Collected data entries
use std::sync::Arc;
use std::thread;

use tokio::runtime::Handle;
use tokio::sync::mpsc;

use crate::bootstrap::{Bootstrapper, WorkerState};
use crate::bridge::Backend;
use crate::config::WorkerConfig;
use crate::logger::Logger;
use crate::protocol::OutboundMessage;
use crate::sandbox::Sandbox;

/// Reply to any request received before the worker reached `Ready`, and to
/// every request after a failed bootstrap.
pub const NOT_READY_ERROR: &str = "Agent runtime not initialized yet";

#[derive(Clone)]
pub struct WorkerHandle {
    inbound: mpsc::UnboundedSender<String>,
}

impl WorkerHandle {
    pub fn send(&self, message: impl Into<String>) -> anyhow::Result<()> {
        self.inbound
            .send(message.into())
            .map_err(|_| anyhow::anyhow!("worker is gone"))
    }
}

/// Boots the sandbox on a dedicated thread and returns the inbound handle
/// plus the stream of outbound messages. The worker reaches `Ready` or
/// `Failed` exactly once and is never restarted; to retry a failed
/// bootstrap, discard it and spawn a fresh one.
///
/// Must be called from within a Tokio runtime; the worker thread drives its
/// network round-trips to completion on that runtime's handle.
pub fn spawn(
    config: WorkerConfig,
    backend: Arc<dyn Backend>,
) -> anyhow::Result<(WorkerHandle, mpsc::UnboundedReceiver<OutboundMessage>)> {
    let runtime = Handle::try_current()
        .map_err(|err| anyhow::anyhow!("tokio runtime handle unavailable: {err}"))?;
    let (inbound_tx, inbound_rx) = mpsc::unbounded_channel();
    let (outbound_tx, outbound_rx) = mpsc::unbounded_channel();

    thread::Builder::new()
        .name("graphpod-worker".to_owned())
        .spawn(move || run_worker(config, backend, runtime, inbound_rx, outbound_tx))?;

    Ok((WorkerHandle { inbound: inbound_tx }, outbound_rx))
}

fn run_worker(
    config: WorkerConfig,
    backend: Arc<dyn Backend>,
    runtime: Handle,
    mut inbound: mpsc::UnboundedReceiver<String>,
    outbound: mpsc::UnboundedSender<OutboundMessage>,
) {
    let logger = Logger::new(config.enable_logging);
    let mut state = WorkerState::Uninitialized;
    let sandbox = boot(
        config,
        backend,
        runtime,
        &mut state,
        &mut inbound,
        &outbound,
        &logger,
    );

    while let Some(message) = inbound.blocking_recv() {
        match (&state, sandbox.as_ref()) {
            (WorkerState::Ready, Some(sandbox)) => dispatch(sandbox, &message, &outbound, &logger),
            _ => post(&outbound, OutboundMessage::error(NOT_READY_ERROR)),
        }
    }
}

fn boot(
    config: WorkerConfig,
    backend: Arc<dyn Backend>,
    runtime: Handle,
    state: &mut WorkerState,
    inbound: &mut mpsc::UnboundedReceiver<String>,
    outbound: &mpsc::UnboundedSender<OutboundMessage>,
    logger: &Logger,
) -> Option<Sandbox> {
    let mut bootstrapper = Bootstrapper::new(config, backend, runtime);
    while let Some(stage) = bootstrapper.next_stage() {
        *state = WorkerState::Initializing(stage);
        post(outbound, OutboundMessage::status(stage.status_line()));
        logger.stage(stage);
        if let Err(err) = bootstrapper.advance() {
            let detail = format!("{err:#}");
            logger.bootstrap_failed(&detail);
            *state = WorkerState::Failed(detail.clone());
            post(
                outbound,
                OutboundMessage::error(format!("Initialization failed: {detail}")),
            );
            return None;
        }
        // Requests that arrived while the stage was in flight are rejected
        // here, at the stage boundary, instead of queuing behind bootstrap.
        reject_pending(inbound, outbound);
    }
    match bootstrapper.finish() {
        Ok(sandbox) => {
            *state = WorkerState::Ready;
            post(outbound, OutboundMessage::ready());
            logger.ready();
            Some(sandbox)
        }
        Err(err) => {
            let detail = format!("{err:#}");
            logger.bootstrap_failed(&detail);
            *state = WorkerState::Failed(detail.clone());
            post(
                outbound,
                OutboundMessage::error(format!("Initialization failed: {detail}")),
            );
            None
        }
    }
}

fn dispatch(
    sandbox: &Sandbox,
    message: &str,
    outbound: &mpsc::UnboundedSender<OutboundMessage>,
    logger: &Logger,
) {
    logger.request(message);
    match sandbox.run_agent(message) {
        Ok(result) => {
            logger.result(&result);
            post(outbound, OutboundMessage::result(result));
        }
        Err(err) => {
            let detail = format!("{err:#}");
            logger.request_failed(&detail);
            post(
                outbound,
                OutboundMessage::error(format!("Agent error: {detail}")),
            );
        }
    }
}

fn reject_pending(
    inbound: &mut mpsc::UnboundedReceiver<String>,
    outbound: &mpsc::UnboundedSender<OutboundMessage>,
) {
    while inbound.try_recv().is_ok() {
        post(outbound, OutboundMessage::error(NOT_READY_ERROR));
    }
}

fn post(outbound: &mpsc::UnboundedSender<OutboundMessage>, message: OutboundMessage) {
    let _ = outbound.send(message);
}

** Exercise instructions **
Exactly repeat the lines above, from the opening line through the one with "let runtime = Handle::try_current()", and include nothing else.

** Solution **
use std::sync::Arc;
use std::thread;

use tokio::runtime::Handle;
use tokio::sync::mpsc;

use crate::bootstrap::{Bootstrapper, WorkerState};
use crate::bridge::Backend;
use crate::config::WorkerConfig;
use crate::logger::Logger;
use crate::protocol::OutboundMessage;
use crate::sandbox::Sandbox;

/// Reply to any request received before the worker reached `Ready`, and to
/// every request after a failed bootstrap.
pub const NOT_READY_ERROR: &str = "Agent runtime not initialized yet";

#[derive(Clone)]
pub struct WorkerHandle {
    inbound: mpsc::UnboundedSender<String>,
}

impl WorkerHandle {
    pub fn send(&self, message: impl Into<String>) -> anyhow::Result<()> {
        self.inbound
            .send(message.into())
            .map_err(|_| anyhow::anyhow!("worker is gone"))
    }
}

/// Boots the sandbox on a dedicated thread and returns the inbound handle
/// plus the stream of outbound messages. The worker reaches `Ready` or
/// `Failed` exactly once and is never restarted; to retry a failed
/// bootstrap, discard it and spawn a fresh one.
///
/// Must be called from within a Tokio runtime; the worker thread drives its
/// network round-trips to completion on that runtime's handle.
pub fn spawn(
    config: WorkerConfig,
    backend: Arc<dyn Backend>,
) -> anyhow::Result<(WorkerHandle, mpsc::UnboundedReceiver<OutboundMessage>)> {
    let runtime = Handle::try_current()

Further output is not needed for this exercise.